WWF Mania, or simply Mania, is a professional wrestling television program that was produced by the World Wrestling Federation (WWF). It aired on Saturday mornings on the USA Network between 1993 and 1996 and summarized the weekly events in WWF programming. In its earlier years, Mania usually featured a show exclusive wrestling match. For roughly the first year of its run, Mania also took viewer calls live and only viewers in the Eastern and Central time zones could participate in that portion of the show.

==History==
Mania was originally hosted by Todd Pettengill, who was later joined by "Macho Man" Randy Savage from 1993 to 1994. From December 1994 to July 1995 Pettengill was joined by Stephanie Wiand. For feature matches (matches exclusive to Mania), Sean Mooney and Lord Alfred Hayes were the broadcasters, until Mooney left in the Spring of 1993, which led to Hayes being phased out from the broadcast booth. From then on Mania used various other broadcasters for the weekly exclusive match, including Jim Ross and Gorilla Monsoon. The 1994 Slammy Awards took place on an episode of WWF Mania.

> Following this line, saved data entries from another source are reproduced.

// Embeddings Module - Client for an external embedding inference service
//
// The embedder is best-effort: every failure is classified transient or
// permanent, and no caller is allowed to block indexing or retrieval on it.
// Chunks persist without embeddings and queries fall back to sparse-only
// retrieval when the service is unavailable.

use async_trait::async_trait;
use serde::{Deserialize, Serialize};
use std::time::Duration;
use tracing::{debug, warn};

use crate::config::EngineConfig;
use crate::types::CodeChunk;

/// Outcome of an embedding call. Never an Err: failures are data so callers
/// must handle the degraded path explicitly.
#[derive(Debug, Clone)]
pub struct EmbeddingOutcome {
    pub success: bool,
    pub is_transient: bool,
    pub error_code: Option<String>,
    pub error_message: Option<String>,
    pub dims: usize,
    /// In input order, aligned 1:1 with the submitted texts
    pub vectors: Vec<Vec<f32>>,
}

impl EmbeddingOutcome {
    fn failure(transient: bool, code: &str, message: String) -> Self {
        Self {
            success: false,
            is_transient: transient,
            error_code: Some(code.to_string()),
            error_message: Some(message),
            dims: 0,
            vectors: Vec::new(),
        }
    }
}

/// Classified failure from a provider call
#[derive(Debug, Clone)]
pub struct EmbedFailure {
    pub transient: bool,
    pub code: String,
    pub message: String,
}

/// Trait for embedding providers
#[async_trait]
pub trait EmbeddingProvider: Send + Sync {
    /// Generate embeddings for a batch of texts, in input order
    async fn embed_batch(&self, texts: &[String]) -> Result<Vec<Vec<f32>>, EmbedFailure>;

    /// Dimensionality of the vectors this provider produces
    fn dimensions(&self) -> usize;

    fn model_name(&self) -> &str;
}

#[derive(Debug, Serialize)]
struct EmbedRequest<'a> {
    model: &'a str,
    input: &'a [String],
}

#[derive(Debug, Deserialize)]
struct EmbedResponse {
    embeddings: Vec<Vec<f32>>,
}

/// Provider backed by an external HTTP inference endpoint
pub struct HttpEmbeddingProvider {
    client: reqwest::Client,
    endpoint: String,
    model: String,
    dims: usize,
}

impl HttpEmbeddingProvider {
    pub fn new(endpoint: String, model: String, dims: usize, timeout: Duration) -> Self {
        let client = reqwest::Client::builder()
            .timeout(timeout)
            .build()
            .unwrap_or_default();
        Self {
            client,
            endpoint,
            model,
            dims,
        }
    }

    pub fn from_config(config: &EngineConfig) -> Self {
        Self::new(
            config.embedding_service_url.clone(),
            config.embedding_model.clone(),
            config.embedding_dimensions,
            Duration::from_secs(config.embedding_timeout_seconds),
        )
    }
}

#[async_trait]
impl EmbeddingProvider for HttpEmbeddingProvider {
    async fn embed_batch(&self, texts: &[String]) -> Result<Vec<Vec<f32>>, EmbedFailure> {
        let request = EmbedRequest {
            model: &self.model,
            input: texts,
        };

        let response = self
            .client
            .post(&self.endpoint)
            .json(&request)
            .send()
            .await
            .map_err(classify_reqwest_error)?;

        let status = response.status();
        if !status.is_success() {
            // 5xx and throttling may clear on retry; other statuses will not
            let transient = status.is_server_error() || status.as_u16() == 429;
            return Err(EmbedFailure {
                transient,
                code: format!("embedder_http_{}", status.as_u16()),
                message: format!("embedding service returned {status}"),
            });
        }

        let body: EmbedResponse = response.json().await.map_err(|e| EmbedFailure {
            transient: false,
            code: "embedder_bad_response".to_string(),
            message: format!("malformed embedding response: {e}"),
        })?;

        if body.embeddings.len() != texts.len() {
            return Err(EmbedFailure {
                transient: false,
                code: "embedder_misaligned".to_string(),
                message: format!(
                    "expected {} embeddings, got {}",
                    texts.len(),
                    body.embeddings.len()
                ),
            });
        }
        for vector in &body.embeddings {
            if vector.len() != self.dims {
                return Err(EmbedFailure {
                    transient: false,
                    code: "embedder_bad_dims".to_string(),
                    message: format!("expected {} dims, got {}", self.dims, vector.len()),
                });
            }
        }

        Ok(body.embeddings)
    }

    fn dimensions(&self) -> usize {
        self.dims
    }

    fn model_name(&self) -> &str {
        &self.model
    }
}

fn classify_reqwest_error(e: reqwest::Error) -> EmbedFailure {
    let transient = e.is_timeout() || e.is_connect() || e.is_request();
    EmbedFailure {
        transient,
        code: if e.is_timeout() {
            "embedder_timeout".to_string()
        } else {
            "embedder_unreachable".to_string()
        },
        message: e.to_string(),
    }
}

/// Batching client over a provider; the unit the pipeline and the query
/// orchestrator talk to
pub struct EmbeddingClient {
    provider: std::sync::Arc<dyn EmbeddingProvider>,
    batch_size: usize,
}

impl EmbeddingClient {
    pub fn new(provider: std::sync::Arc<dyn EmbeddingProvider>, batch_size: usize) -> Self {
        Self {
            provider,
            batch_size: batch_size.max(1),
        }
    }

    pub fn from_config(config: &EngineConfig) -> Self {
        Self::new(
            std::sync::Arc::new(HttpEmbeddingProvider::from_config(config)),
            config.embedding_batch_size,
        )
    }

    pub fn dimensions(&self) -> usize {
        self.provider.dimensions()
    }

    pub fn model_name(&self) -> String {
        self.provider.model_name().to_string()
    }

    /// Embed a list of chunks, batched. The first failed batch fails the
    /// whole call; callers persist chunks without embeddings on failure.
    pub async fn try_generate_chunks(&self, chunks: &[CodeChunk]) -> EmbeddingOutcome {
        let texts: Vec<String> = chunks.iter().map(embedding_text).collect();
        let mut vectors = Vec::with_capacity(texts.len());

        for batch in texts.chunks(self.batch_size) {
            match self.provider.embed_batch(batch).await {
                Ok(mut batch_vectors) => vectors.append(&mut batch_vectors),
                Err(failure) => {
                    warn!(
                        code = %failure.code,
                        transient = failure.transient,
                        "embedding batch failed"
                    );
                    return EmbeddingOutcome::failure(
                        failure.transient,
                        &failure.code,
                        failure.message,
                    );
                }
            }
        }

        debug!(count = vectors.len(), "generated chunk embeddings");
        EmbeddingOutcome {
            success: true,
            is_transient: false,
            error_code: None,
            error_message: None,
            dims: self.provider.dimensions(),
            vectors,
        }
    }

    /// Embed a single query string
    pub async fn try_generate_query(&self, text: &str) -> EmbeddingOutcome {
        match self.provider.embed_batch(&[text.to_string()]).await {
            Ok(vectors) => EmbeddingOutcome {
                success: true,
                is_transient: false,
                error_code: None,
                error_message: None,
                dims: self.provider.dimensions(),
                vectors,
            },
            Err(failure) => {
                debug!(code = %failure.code, "query embedding unavailable");
                EmbeddingOutcome::failure(failure.transient, &failure.code, failure.message)
            }
        }
    }
}

/// Text submitted to the embedder for one chunk: a header line carrying the
/// symbol identity plus the chunk content
fn embedding_text(chunk: &CodeChunk) -> String {
    format!(
        "{} {} in {}\n{}",
        chunk.symbol_kind, chunk.symbol_name, chunk.file_path, chunk.content
    )
}

#[cfg(test)]
mod tests {
    use super::*;
    use crate::types::{Language, SymbolKind};

    struct FixedProvider {
        dims: usize,
        fail: Option<EmbedFailure>,
    }

    #[async_trait]
    impl EmbeddingProvider for FixedProvider {
        async fn embed_batch(&self, texts: &[String]) -> Result<Vec<Vec<f32>>, EmbedFailure> {
            if let Some(failure) = &self.fail {
                return Err(failure.clone());
            }
            Ok(texts.iter().map(|_| vec![0.5; self.dims]).collect())
        }

        fn dimensions(&self) -> usize {
            self.dims
        }

        fn model_name(&self) -> &str {
            "fixed-test-model"
        }
    }

    fn chunk(name: &str) -> CodeChunk {
        CodeChunk {
            file_path: "a.rs".to_string(),
            symbol_name: name.to_string(),
            symbol_kind: SymbolKind::Function,
            language: Language::Rust,
            content: format!("fn {name}() {{}}"),
            symbol_start_line: 1,
            symbol_end_line: 1,
            start_line: 1,
            end_line: 1,
            token_count: 4,
            parent_symbol: None,
            signature: None,
            documentation: None,
        }
    }

    #[tokio::test]
    async fn vectors_align_with_input_across_batches() {
        let client = EmbeddingClient::new(
            std::sync::Arc::new(FixedProvider {
                dims: 8,
                fail: None,
            }),
            2,
        );
        let chunks: Vec<_> = (0..5).map(|i| chunk(&format!("f{i}"))).collect();
        let outcome = client.try_generate_chunks(&chunks).await;
        assert!(outcome.success);
        assert_eq!(outcome.vectors.len(), 5);
        assert_eq!(outcome.dims, 8);
    }

    #[tokio::test]
    async fn transient_failure_is_reported_not_raised() {
        let client = EmbeddingClient::new(
            std::sync::Arc::new(FixedProvider {
                dims: 8,
                fail: Some(EmbedFailure {
                    transient: true,
                    code: "embedder_timeout".to_string(),
                    message: "timed out".to_string(),
                }),
            }),
            2,
        );
        let outcome = client.try_generate_query("password hashing").await;
        assert!(!outcome.success);
        assert!(outcome.is_transient);
        assert_eq!(outcome.error_code.as_deref(), Some("embedder_timeout"));
        assert!(outcome.vectors.is_empty());
    }
}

In September 1996, Mania was rebranded as WWF Blast-Off for the Superstation WGN, while Mania was then discontinued and later replaced with WWF LiveWire.

In the United Kingdom, Mania aired on Friday nights and Saturdays at noon on Sky One. During this airing, Mania served as a summary show exclusively for Monday Night Raw until Raw premiered in the United Kingdom in 1995 on Sky Sports.

In the United Kingdom WWF Mania was released on VHS in 1994 and was hosted by Johnny Polo. It featured a Ten-Man Tag Team match with I.R.S., Jeff Jarrett, Rick Martel, and The Headshrinkers vs. Tatanka, 1-2-3 Kid, Bob Holly, and The Smoking Gunns.